DIRECTIONS - The reply should hold only the lines below from the one with "pub mod snapshot;" to the end, each copied exactly.

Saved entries
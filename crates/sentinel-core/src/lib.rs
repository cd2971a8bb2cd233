//! Core domain types for the sentinel trading agent.
//!
//! This crate provides the types shared by every layer of the control loop:
//! - `Price`, `Size`: precision-safe numeric types
//! - `Snapshot`: the immutable per-tick input (market, account, health)
//! - `Position`, `PendingOrder`: the state machine's owned records
//! - `SignalId`, `OrderRef`: deterministic idempotency identifiers
//! - `Verdict`, `GateVerdict`: the uniform safety-evaluator output
//! - `TransitionRecord`: validated audit records for state changes

pub mod audit;
pub mod decimal;
pub mod error;
pub mod order;
pub mod position;
pub mod snapshot;
pub mod trade;
pub mod verdict;

pub use audit::{TransitionContext, TransitionRecord};
pub use decimal::{Price, Size};
pub use error::{CoreError, Result};
pub use order::{Direction, OrderRef, OrderRole, OrderSide, SignalId, StopStatus};
pub use position::{PendingOrder, Position};
pub use snapshot::{AccountView, HealthView, MarketView, Snapshot};
pub use trade::{FillEvent, Trade};
pub use verdict::{GateVerdict, Verdict};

RESULT FOR THIS EXERCISE -
pub mod snapshot;
pub mod trade;
pub mod verdict;

pub use audit::{TransitionContext, TransitionRecord};
pub use decimal::{Price, Size};
pub use error::{CoreError, Result};
pub use order::{Direction, OrderRef, OrderRole, OrderSide, SignalId, StopStatus};
pub use position::{PendingOrder, Position};
pub use snapshot::{AccountView, HealthView, MarketView, Snapshot};
pub use trade::{FillEvent, Trade};
pub use verdict::{GateVerdict, Verdict};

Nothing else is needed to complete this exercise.